Among the records that follow, find the line with "we care about." and the line with "a local-auth context).". Set down those lines and all lines between them exactly, without adding anything.

▶ **Records provided**
<<<<

//! Trait seams for the host platform's identity/key store.
//!
//! The engine never talks to platform APIs directly; everything it needs
//! from the host (identity queries, key primitives, local authentication,
//! certificate parsing, token insertion/removal events) comes through the
//! traits in this module. The bundled [`crate::soft`] keystore implements
//! them in memory for tests and development builds.

use std::fmt;
use std::sync::Arc;

use cryptoki_sys::{CKK_ECDSA, CKK_RSA, CKK_VENDOR_DEFINED, CK_KEY_TYPE};
use thiserror::Error;

pub type HostResult<T> = Result<T, HostError>;

/// Failures reported by the host keystore.
#[derive(Debug, Error)]
pub enum HostError {
    #[error("item not found")]
    NotFound,
    #[error("access denied")]
    AccessDenied,
    #[error("signature invalid")]
    SignatureInvalid,
    #[error("algorithm not supported by this key")]
    UnsupportedAlgorithm,
    #[error("{0}")]
    Failed(String),
}

impl HostError {
    pub fn failed<E: fmt::Display>(err: E) -> Self {
        Self::Failed(err.to_string())
    }
}

/// Opaque token identifier delivered by the insertion watcher. The engine
/// only ever compares these for equality.
#[derive(Clone, PartialEq, Eq, Hash)]
pub struct TokenId(Vec<u8>);

impl TokenId {
    pub fn new(bytes: impl Into<Vec<u8>>) -> Self {
        Self(bytes.into())
    }

    pub fn as_bytes(&self) -> &[u8] {
        &self.0
    }
}

impl fmt::Debug for TokenId {
    fn fmt(&self, f: &mut fmt::Formatter<'_>) -> fmt::Result {
        write!(f, "TokenId({})", hex::encode(&self.0))
    }
}

impl fmt::Display for TokenId {
    fn fmt(&self, f: &mut fmt::Formatter<'_>) -> fmt::Result {
        f.write_str(&hex::encode(&self.0))
    }
}

/// Hash algorithms the host digest primitive understands.
#[derive(Debug, Clone, Copy, PartialEq, Eq)]
pub enum HashAlg {
    Sha1,
    Sha224,
    Sha256,
    Sha384,
    Sha512,
}

impl HashAlg {
    pub const fn digest_len(self) -> usize {
        match self {
            Self::Sha1 => 20,
            Self::Sha224 => 28,
            Self::Sha256 => 32,
            Self::Sha384 => 48,
            Self::Sha512 => 64,
        }
    }
}

/// Concrete algorithm identifiers exposed by the host crypto framework.
///
/// The "message" variants hash internally; the "digest" variants expect the
/// caller to supply the already-computed digest (used by the multi-part
/// sign/verify paths).
#[derive(Debug, Clone, Copy, PartialEq, Eq)]
pub enum HostAlgorithm {
    RsaPkcs1Encrypt,
    RsaOaepEncrypt(HashAlg),
    /// PKCS#1 v1.5 over caller-supplied data (DigestInfo included by the
    /// caller), the CKM_RSA_PKCS signing convention.
    RsaPkcs1SignRaw,
    RsaPkcs1SignMessage(HashAlg),
    RsaPkcs1SignDigest(HashAlg),
    RsaPssSignMessage(HashAlg),
    RsaPssSignDigest(HashAlg),
}

/// Which private-key capability a PIN presentation is meant to unlock.
#[derive(Debug, Clone, Copy, PartialEq, Eq)]
pub enum KeyUsageIntent {
    Sign,
    Decrypt,
}

/// Opaque reference to the host's access-control object for a private key.
#[derive(Debug, Clone, PartialEq, Eq)]
pub struct AccessControlRef(pub Vec<u8>);

/// Numeric key types as reported by the host keystore (CSSM algorithm
/// numbers on the original platform).
pub mod host_key_type {
    pub const RSA: u32 = 42;
    pub const DSA: u32 = 43;
    pub const ECDSA: u32 = 73;
}

/// Map the host's numeric key type onto the Cryptoki key type, defaulting
/// to vendor-defined for anything we do not recognize.
pub fn convert_key_type(host_type: u32) -> CK_KEY_TYPE {
    match host_type {
        host_key_type::RSA => CKK_RSA,
        host_key_type::DSA => cryptoki_sys::CKK_DSA,
        host_key_type::ECDSA => CKK_ECDSA,
        other => {
            tracing::debug!(host_type = other, "unknown host key type, reporting vendor-defined");
            CKK_VENDOR_DEFINED
        }
    }
}

/// One record from the host's "identities in the token access group"
/// query: the persistent reference plus the attributes we care about.
#[derive(Debug, Clone)]
pub struct IdentityRecord {
    pub persistent_ref: Vec<u8>,
    pub label: Option<String>,
    pub key_type: u32,
    pub public_key_hash: Vec<u8>,
    pub can_sign: bool,
    pub can_decrypt: bool,
}

/// Capability flags of a public key, as reported by the host.
#[derive(Debug, Clone, Copy, Default)]
pub struct PublicKeyCapabilities {
    pub can_verify: bool,
    pub can_encrypt: bool,
    pub can_wrap: bool,
}

/// The strong identity handle obtained by re-querying the host with a
/// persistent reference (and, when available, a local-auth context).
pub struct ResolvedIdentity {
    pub certificate_der: Vec<u8>,
    pub private_key: Arc<dyn HostKey>,
    pub public_key: Arc<dyn HostKey>,
    pub public_key_caps: PublicKeyCapabilities,
    pub access_control: AccessControlRef,
}

/// Fields the host's certificate-parsing helpers extract from DER.
#[derive(Debug, Clone)]
pub struct CertificateInfo {
    pub subject: Vec<u8>,
    pub issuer: Vec<u8>,
    pub serial_number: Vec<u8>,
    pub common_name: Option<String>,
    /// Human-readable subject summary, used for token labels.
    pub subject_summary: String,
    pub is_ca: bool,
}

/// One trusted certificate from the host store, as seen by the scanner.
#[derive(Debug, Clone)]
pub struct CertificateRecord {
    pub der: Vec<u8>,
    pub public_key_hash: Vec<u8>,
    /// True when the certificate lives on a hardware token; those are
    /// excluded from the certificate slot.
    pub on_hardware_token: bool,
}

/// An opaque key handle. Cloning the `Arc` is the "extra reference held
/// for an in-flight operation" of the protocol; the host key stays alive
/// for as long as any operation or identity refers to it.
pub trait HostKey: Send + Sync {
    /// Key block size in bytes (the modulus size for RSA).
    fn block_size(&self) -> usize;

    /// The host's printable label for this key, if it has one.
    fn label(&self) -> Option<String>;

    fn sign(&self, algorithm: HostAlgorithm, data: &[u8]) -> HostResult<Vec<u8>>;

    fn verify(&self, algorithm: HostAlgorithm, data: &[u8], signature: &[u8]) -> HostResult<()>;

    fn encrypt(&self, algorithm: HostAlgorithm, data: &[u8]) -> HostResult<Vec<u8>>;

    fn decrypt(&self, algorithm: HostAlgorithm, data: &[u8]) -> HostResult<Vec<u8>>;

    /// The host's external representation of the key. For RSA public keys
    /// this is the PKCS#1 `RSAPublicKey` encoding, which the object builder
    /// parses for the modulus/exponent attributes.
    fn external_representation(&self) -> HostResult<Vec<u8>>;
}

/// Host-level object binding a credential to an identity for subsequent
/// private-key use.
pub trait LocalAuthContext: Send + Sync {
    fn authenticate(
        &self,
        pin: &[u8],
        access: &AccessControlRef,
        usage: KeyUsageIntent,
    ) -> HostResult<()>;

    /// Drop the stored credential.
    fn invalidate(&self);
}

/// The host identity/key query interface.
pub trait HostKeystore: Send + Sync {
    /// All identities in the token access group carrying this token
    /// identifier, with persistent references and attribute records.
    fn find_identities(&self, token: &TokenId) -> HostResult<Vec<IdentityRecord>>;

    /// Exchange a persistent reference for the strong identity handle,
    /// binding the given local-auth context when one is supplied.
    fn resolve_identity(
        &self,
        persistent_ref: &[u8],
        auth: Option<&Arc<dyn LocalAuthContext>>,
    ) -> HostResult<ResolvedIdentity>;

    /// Allocate a local-authentication context. May return `None`; the
    /// token then simply cannot take PINs through this API.
    fn new_auth_context(&self) -> Option<Arc<dyn LocalAuthContext>>;

    /// All trusted certificates, for the certificate scan.
    fn trusted_certificates(&self) -> HostResult<Vec<CertificateRecord>>;

    /// Parse certificate DER into the fields the object builder needs.
    fn certificate_info(&self, der: &[u8]) -> HostResult<CertificateInfo>;

    /// The token insertion/removal notification source, when the host
    /// provides one.
    fn watcher(&self) -> Option<Arc<dyn TokenWatcher>>;
}

/// Receiver for token insertion/removal events.
pub trait TokenEventSink: Send + Sync {
    fn token_added(&self, token: TokenId);
    fn token_removed(&self, token: TokenId);
}

/// The asynchronous notification source. `stop` must guarantee that no
/// further sink callbacks are delivered once it returns.
pub trait TokenWatcher: Send + Sync {
    fn start(&self, sink: Arc<dyn TokenEventSink>);
    fn stop(&self);
}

>>>>

▶ **Response box**
/// query: the persistent reference plus the attributes we care about.
#[derive(Debug, Clone)]
pub struct IdentityRecord {
    pub persistent_ref: Vec<u8>,
    pub label: Option<String>,
    pub key_type: u32,
    pub public_key_hash: Vec<u8>,
    pub can_sign: bool,
    pub can_decrypt: bool,
}

/// Capability flags of a public key, as reported by the host.
#[derive(Debug, Clone, Copy, Default)]
pub struct PublicKeyCapabilities {
    pub can_verify: bool,
    pub can_encrypt: bool,
    pub can_wrap: bool,
}

/// The strong identity handle obtained by re-querying the host with a
/// persistent reference (and, when available, a local-auth context).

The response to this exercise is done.